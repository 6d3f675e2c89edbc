use std::future::Future;

use crate::error::AgentError;
use crate::types::{RunRequest, RunResult, Session};

/// The two session-service calls the auto-session behavior is built on.
///
/// [`AgentClient`](crate::AgentClient) implements this over HTTP; tests
/// implement it with in-memory doubles.
pub trait AgentRuntime: Send + Sync {
    fn create_session(
        &self,
        app_name: &str,
        user_id: &str,
        session_id: &str,
        state: Option<serde_json::Map<String, serde_json::Value>>,
    ) -> impl Future<Output = Result<Session, AgentError>> + Send;

    /// Run one agent turn. Does not create missing sessions.
    fn run(&self, request: &RunRequest) -> impl Future<Output = Result<RunResult, AgentError>> + Send;

    /// Run one agent turn, creating the session first if the service reports
    /// it missing.
    ///
    /// On a session-not-found failure the session is created without initial
    /// state and the run is retried exactly once; the retry's outcome is
    /// returned as-is. Any other failure is returned unchanged.
    fn run_with_auto_session(
        &self,
        request: &RunRequest,
    ) -> impl Future<Output = Result<RunResult, AgentError>> + Send {
        async move {
            let original = match self.run(request).await {
                Ok(result) => return Ok(result),
                Err(err) if err.is_session_not_found() => err,
                Err(err) => {
                    tracing::warn!(
                        app_name = %request.app_name,
                        session_id = %request.session_id,
                        error = %err,
                        "agent run failed with non-session error"
                    );
                    return Err(err);
                }
            };

            tracing::info!(
                app_name = %request.app_name,
                user_id = %request.user_id,
                session_id = %request.session_id,
                "agent session missing, creating it and retrying run"
            );

            if let Err(create_err) = self
                .create_session(
                    &request.app_name,
                    &request.user_id,
                    &request.session_id,
                    None,
                )
                .await
            {
                return Err(AgentError::SessionRepair {
                    source: Box::new(create_err),
                    original: Box::new(original),
                });
            }

            self.run(request).await
        }
    }
}
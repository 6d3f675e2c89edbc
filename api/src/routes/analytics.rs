use axum::extract::{Path, Query, State};
use axum::routing::get;
use axum::{Json, Router};
use chrono::Utc;
use mugo_core::models::{DailyNutritionSummary, WeeklyNutritionSummary};
use mugo_core::nutrition::week_start;
use serde::{Deserialize, Serialize};

use super::params::{DateRangeQuery, Pagination, parse_date};
use crate::error::AppError;
use crate::state::AppState;

const DAILY_RANGE_LIMIT: i64 = 30;
const WEEKLY_RANGE_LIMIT: i64 = 12;
const DAILY_HISTORY_LIMIT: i64 = 30;

pub fn router() -> Router<AppState> {
    Router::new()
        .route("/analytics/daily/{user_id}", get(daily_summary))
        .route("/analytics/daily/{user_id}/range", get(daily_range))
        .route("/analytics/daily/{user_id}/history", get(daily_history))
        .route("/analytics/weekly/{user_id}", get(weekly_summary))
        .route("/analytics/weekly/{user_id}/range", get(weekly_range))
}

#[derive(Deserialize, utoipa::IntoParams)]
#[into_params(parameter_in = Query)]
pub struct DailyQuery {
    /// Day (YYYY-MM-DD); defaults to today (UTC)
    pub date: Option<String>,
}

#[derive(Deserialize, utoipa::IntoParams)]
#[into_params(parameter_in = Query)]
pub struct WeeklyQuery {
    /// Any day of the wanted week (YYYY-MM-DD); defaults to the current week
    pub week_start_date: Option<String>,
}

#[derive(Serialize, utoipa::ToSchema)]
pub struct DailySummaryResponse {
    pub summary: DailyNutritionSummary,
}

#[derive(Serialize, utoipa::ToSchema)]
pub struct DailySummaryListResponse {
    pub summaries: Vec<DailyNutritionSummary>,
}

#[derive(Serialize, utoipa::ToSchema)]
pub struct WeeklySummaryResponse {
    pub summary: WeeklyNutritionSummary,
}

#[derive(Serialize, utoipa::ToSchema)]
pub struct WeeklySummaryListResponse {
    pub summaries: Vec<WeeklyNutritionSummary>,
}

#[utoipa::path(
    get,
    path = "/analytics/daily/{user_id}",
    params(("user_id" = String, Path, description = "User ID (UUID)"), DailyQuery),
    responses(
        (status = 200, description = "Totals for the day", body = DailySummaryResponse),
        (status = 404, description = "No meals logged that day", body = mugo_core::error::ApiError)
    ),
    tag = "analytics"
)]
pub async fn daily_summary(
    State(state): State<AppState>,
    Path(user_id): Path<String>,
    Query(query): Query<DailyQuery>,
) -> Result<Json<DailySummaryResponse>, AppError> {
    let date = match query.date.as_deref() {
        Some(raw) => parse_date("date", raw)?,
        None => Utc::now().date_naive(),
    };
    let summary = state
        .db()?
        .repositories()
        .await?
        .nutrition()
        .get_daily(&user_id, date)
        .await?
        .ok_or_else(|| AppError::not_found(format!("Daily summary for {date}")))?;
    Ok(Json(DailySummaryResponse { summary }))
}

#[utoipa::path(
    get,
    path = "/analytics/daily/{user_id}/range",
    params(("user_id" = String, Path, description = "User ID (UUID)"), DateRangeQuery),
    responses(
        (status = 200, description = "Daily summaries in the range, oldest first", body = DailySummaryListResponse),
        (status = 400, description = "Malformed dates or paging", body = mugo_core::error::ApiError)
    ),
    tag = "analytics"
)]
pub async fn daily_range(
    State(state): State<AppState>,
    Path(user_id): Path<String>,
    Query(query): Query<DateRangeQuery>,
) -> Result<Json<DailySummaryListResponse>, AppError> {
    let (start, end) = query.dates()?;
    let (limit, offset) = query.page(DAILY_RANGE_LIMIT)?;
    let summaries = state
        .db()?
        .repositories()
        .await?
        .nutrition()
        .list_daily_by_date_range(&user_id, start, end, limit, offset)
        .await?;
    Ok(Json(DailySummaryListResponse { summaries }))
}

#[utoipa::path(
    get,
    path = "/analytics/daily/{user_id}/history",
    params(("user_id" = String, Path, description = "User ID (UUID)"), Pagination),
    responses(
        (status = 200, description = "Daily summaries, most recent day first", body = DailySummaryListResponse),
        (status = 400, description = "Malformed user ID or paging", body = mugo_core::error::ApiError)
    ),
    tag = "analytics"
)]
pub async fn daily_history(
    State(state): State<AppState>,
    Path(user_id): Path<String>,
    Query(page): Query<Pagination>,
) -> Result<Json<DailySummaryListResponse>, AppError> {
    let (limit, offset) = page.resolve(DAILY_HISTORY_LIMIT)?;
    let summaries = state
        .db()?
        .repositories()
        .await?
        .nutrition()
        .list_daily_by_user(&user_id, limit, offset)
        .await?;
    Ok(Json(DailySummaryListResponse { summaries }))
}

#[utoipa::path(
    get,
    path = "/analytics/weekly/{user_id}",
    params(("user_id" = String, Path, description = "User ID (UUID)"), WeeklyQuery),
    responses(
        (status = 200, description = "Totals and daily averages for the week", body = WeeklySummaryResponse),
        (status = 404, description = "No meals logged that week", body = mugo_core::error::ApiError)
    ),
    tag = "analytics"
)]
pub async fn weekly_summary(
    State(state): State<AppState>,
    Path(user_id): Path<String>,
    Query(query): Query<WeeklyQuery>,
) -> Result<Json<WeeklySummaryResponse>, AppError> {
    let day = match query.week_start_date.as_deref() {
        Some(raw) => parse_date("week_start_date", raw)?,
        None => Utc::now().date_naive(),
    };
    let monday = week_start(day);
    let summary = state
        .db()?
        .repositories()
        .await?
        .nutrition()
        .get_weekly(&user_id, monday)
        .await?
        .ok_or_else(|| AppError::not_found(format!("Weekly summary for week of {monday}")))?;
    Ok(Json(WeeklySummaryResponse { summary }))
}

#[utoipa::path(
    get,
    path = "/analytics/weekly/{user_id}/range",
    params(("user_id" = String, Path, description = "User ID (UUID)"), DateRangeQuery),
    responses(
        (status = 200, description = "Weekly summaries starting in the range, oldest first", body = WeeklySummaryListResponse),
        (status = 400, description = "Malformed dates or paging", body = mugo_core::error::ApiError)
    ),
    tag = "analytics"
)]
pub async fn weekly_range(
    State(state): State<AppState>,
    Path(user_id): Path<String>,
    Query(query): Query<DateRangeQuery>,
) -> Result<Json<WeeklySummaryListResponse>, AppError> {
    let (start, end) = query.dates()?;
    let (limit, offset) = query.page(WEEKLY_RANGE_LIMIT)?;
    let summaries = state
        .db()?
        .repositories()
        .await?
        .nutrition()
        .list_weekly_by_date_range(&user_id, start, end, limit, offset)
        .await?;
    Ok(Json(WeeklySummaryListResponse { summaries }))
}

#[cfg(test)]
mod tests {
    use axum::body::Body;
    use axum::http::{Request, StatusCode};
    use tower::ServiceExt;

    use crate::routes::test_support::{body_json, test_state};

    async fn get(uri: &str) -> axum::response::Response {
        super::router()
            .with_state(test_state())
            .oneshot(Request::get(uri).body(Body::empty()).unwrap())
            .await
            .unwrap()
    }

    #[tokio::test]
    async fn range_requires_both_dates() {
        let response = get("/analytics/daily/0190a6f2-0000-7000-8000-000000000001/range?start_date=2026-03-01").await;
        assert_eq!(response.status(), StatusCode::BAD_REQUEST);
    }

    #[tokio::test]
    async fn reversed_weekly_range_is_rejected() {
        let response = get(
            "/analytics/weekly/0190a6f2-0000-7000-8000-000000000001/range?start_date=2026-03-09&end_date=2026-03-02",
        )
        .await;
        assert_eq!(response.status(), StatusCode::BAD_REQUEST);
        assert_eq!(body_json(response).await["field"], "start_date");
    }

    #[tokio::test]
    async fn history_rejects_zero_limit_before_touching_storage() {
        let response = get("/analytics/daily/0190a6f2-0000-7000-8000-000000000001/history?limit=0").await;
        assert_eq!(response.status(), StatusCode::BAD_REQUEST);
        assert_eq!(body_json(response).await["field"], "limit");
    }

    #[tokio::test]
    async fn history_without_database_is_unavailable() {
        let response = get("/analytics/daily/0190a6f2-0000-7000-8000-000000000001/history").await;
        assert_eq!(response.status(), StatusCode::SERVICE_UNAVAILABLE);
    }

    #[tokio::test]
    async fn malformed_day_is_rejected() {
        let response = get("/analytics/daily/0190a6f2-0000-7000-8000-000000000001?date=yesterday").await;
        assert_eq!(response.status(), StatusCode::BAD_REQUEST);
        assert_eq!(body_json(response).await["field"], "date");
    }
}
-------------------------
**REQUIREMENT**:
Which lines above hold the string "format"? Copy every one of them.

**TASK ANSWER**:
        .ok_or_else(|| AppError::not_found(format!("Daily summary for {date}")))?;
        .ok_or_else(|| AppError::not_found(format!("Weekly summary for week of {monday}")))?;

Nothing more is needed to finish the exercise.